Data records
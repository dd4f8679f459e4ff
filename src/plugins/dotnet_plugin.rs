//! Dotnet Plugin - `dotnet nuget` source setup and package push

use crate::core::traits::{CommandOutput, PackagePusher, PushRequest};
use crate::registry::{RegistryKind, SOURCE_NAME};
use crate::security::{SafeCommandExecutor, SecureTokenManager};
use async_trait::async_trait;
use secrecy::ExposeSecret;
use std::sync::Arc;
use tracing::{info, warn};

/// `dotnet` CLI wrapper
pub struct DotnetCli {
    executor: Arc<SafeCommandExecutor>,
    credentials: Arc<SecureTokenManager>,
}

impl DotnetCli {
    pub fn new(executor: Arc<SafeCommandExecutor>, credentials: Arc<SecureTokenManager>) -> Self {
        Self {
            executor,
            credentials,
        }
    }

    /// Register and enable the target source under [`SOURCE_NAME`]
    ///
    /// Only GitHub Packages sources are added here; their credential is
    /// stored with the source so pushes don't pass `-k`.
    pub async fn setup_source(&self, kind: RegistryKind, source: &str) -> anyhow::Result<()> {
        if kind == RegistryKind::GitHubPackages {
            let args = add_source_args(source, &self.credentials);
            let output = self.executor.execute("dotnet", args.as_slice()).await?;
            self.log_output(&output);
        }

        let output = self
            .executor
            .execute("dotnet", &["nuget", "list", "source"])
            .await?;
        self.log_output(&output);

        let output = self
            .executor
            .execute("dotnet", &["nuget", "enable", "source", SOURCE_NAME])
            .await?;
        self.log_output(&output);

        Ok(())
    }

    fn log_output(&self, output: &CommandOutput) {
        let stdout = self.credentials.mask_secrets(output.stdout.trim_end());
        if !stdout.is_empty() {
            info!("{}", stdout);
        }
        if !output.success {
            let stderr = self.credentials.mask_secrets(output.stderr.trim_end());
            warn!(code = ?output.code, "dotnet exited unsuccessfully: {}", stderr);
        }
    }
}

#[async_trait]
impl PackagePusher for DotnetCli {
    async fn push(&self, request: &PushRequest) -> anyhow::Result<CommandOutput> {
        let args = push_args(request, &self.credentials);
        let output = self.executor.execute("dotnet", args.as_slice()).await?;
        Ok(output)
    }
}

fn add_source_args(source: &str, credentials: &SecureTokenManager) -> Vec<String> {
    let password = credentials
        .api_key()
        .map(|k| k.expose_secret().to_string())
        .unwrap_or_default();

    vec![
        "nuget".to_string(),
        "add".to_string(),
        "source".to_string(),
        format!("{}/index.json", source.trim_end_matches('/')),
        format!("--name={}", SOURCE_NAME),
        format!("--username={}", credentials.user()),
        format!("--password={}", password),
        "--store-password-in-clear-text".to_string(),
    ]
}

fn push_args(request: &PushRequest, credentials: &SecureTokenManager) -> Vec<String> {
    let mut args = vec![
        "nuget".to_string(),
        "push".to_string(),
        request.artifact.display().to_string(),
        "-s".to_string(),
        request.source.clone(),
    ];

    if request.with_api_key {
        if let Some(key) = credentials.api_key() {
            args.push("-k".to_string());
            args.push(key.expose_secret().to_string());
        }
    }

    if request.skip_duplicate {
        args.push("--skip-duplicate".to_string());
    }

    args
}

## Problem requirements:
Word for word, give back the data shown above.

## The answer:
repository dd4f8679f459e4ff
filename src/plugins/dotnet_plugin.rs
//! Dotnet Plugin - `dotnet nuget` source setup and package push

use crate::core::traits::{CommandOutput, PackagePusher, PushRequest};
use crate::registry::{RegistryKind, SOURCE_NAME};
use crate::security::{SafeCommandExecutor, SecureTokenManager};
use async_trait::async_trait;
use secrecy::ExposeSecret;
use std::sync::Arc;
use tracing::{info, warn};

/// `dotnet` CLI wrapper
pub struct DotnetCli {
    executor: Arc<SafeCommandExecutor>,
    credentials: Arc<SecureTokenManager>,
}

impl DotnetCli {
    pub fn new(executor: Arc<SafeCommandExecutor>, credentials: Arc<SecureTokenManager>) -> Self {
        Self {
            executor,
            credentials,
        }
    }

    /// Register and enable the target source under [`SOURCE_NAME`]
    ///
    /// Only GitHub Packages sources are added here; their credential is
    /// stored with the source so pushes don't pass `-k`.
    pub async fn setup_source(&self, kind: RegistryKind, source: &str) -> anyhow::Result<()> {
        if kind == RegistryKind::GitHubPackages {
            let args = add_source_args(source, &self.credentials);
            let output = self.executor.execute("dotnet", args.as_slice()).await?;
            self.log_output(&output);
        }

        let output = self
            .executor
            .execute("dotnet", &["nuget", "list", "source"])
            .await?;
        self.log_output(&output);

        let output = self
            .executor
            .execute("dotnet", &["nuget", "enable", "source", SOURCE_NAME])
            .await?;
        self.log_output(&output);

        Ok(())
    }

    fn log_output(&self, output: &CommandOutput) {
        let stdout = self.credentials.mask_secrets(output.stdout.trim_end());
        if !stdout.is_empty() {
            info!("{}", stdout);
        }
        if !output.success {
            let stderr = self.credentials.mask_secrets(output.stderr.trim_end());
            warn!(code = ?output.code, "dotnet exited unsuccessfully: {}", stderr);
        }
    }
}

#[async_trait]
impl PackagePusher for DotnetCli {
    async fn push(&self, request: &PushRequest) -> anyhow::Result<CommandOutput> {
        let args = push_args(request, &self.credentials);
        let output = self.executor.execute("dotnet", args.as_slice()).await?;
        Ok(output)
    }
}

fn add_source_args(source: &str, credentials: &SecureTokenManager) -> Vec<String> {
    let password = credentials
        .api_key()
        .map(|k| k.expose_secret().to_string())
        .unwrap_or_default();

    vec![
        "nuget".to_string(),
        "add".to_string(),
        "source".to_string(),
        format!("{}/index.json", source.trim_end_matches('/')),
        format!("--name={}", SOURCE_NAME),
        format!("--username={}", credentials.user()),
        format!("--password={}", password),
        "--store-password-in-clear-text".to_string(),
    ]
}

fn push_args(request: &PushRequest, credentials: &SecureTokenManager) -> Vec<String> {
    let mut args = vec![
        "nuget".to_string(),
        "push".to_string(),
        request.artifact.display().to_string(),
        "-s".to_string(),
        request.source.clone(),
    ];

    if request.with_api_key {
        if let Some(key) = credentials.api_key() {
            args.push("-k".to_string());
            args.push(key.expose_secret().to_string());
        }
    }

    if request.skip_duplicate {
        args.push("--skip-duplicate".to_string());
    }

    args
}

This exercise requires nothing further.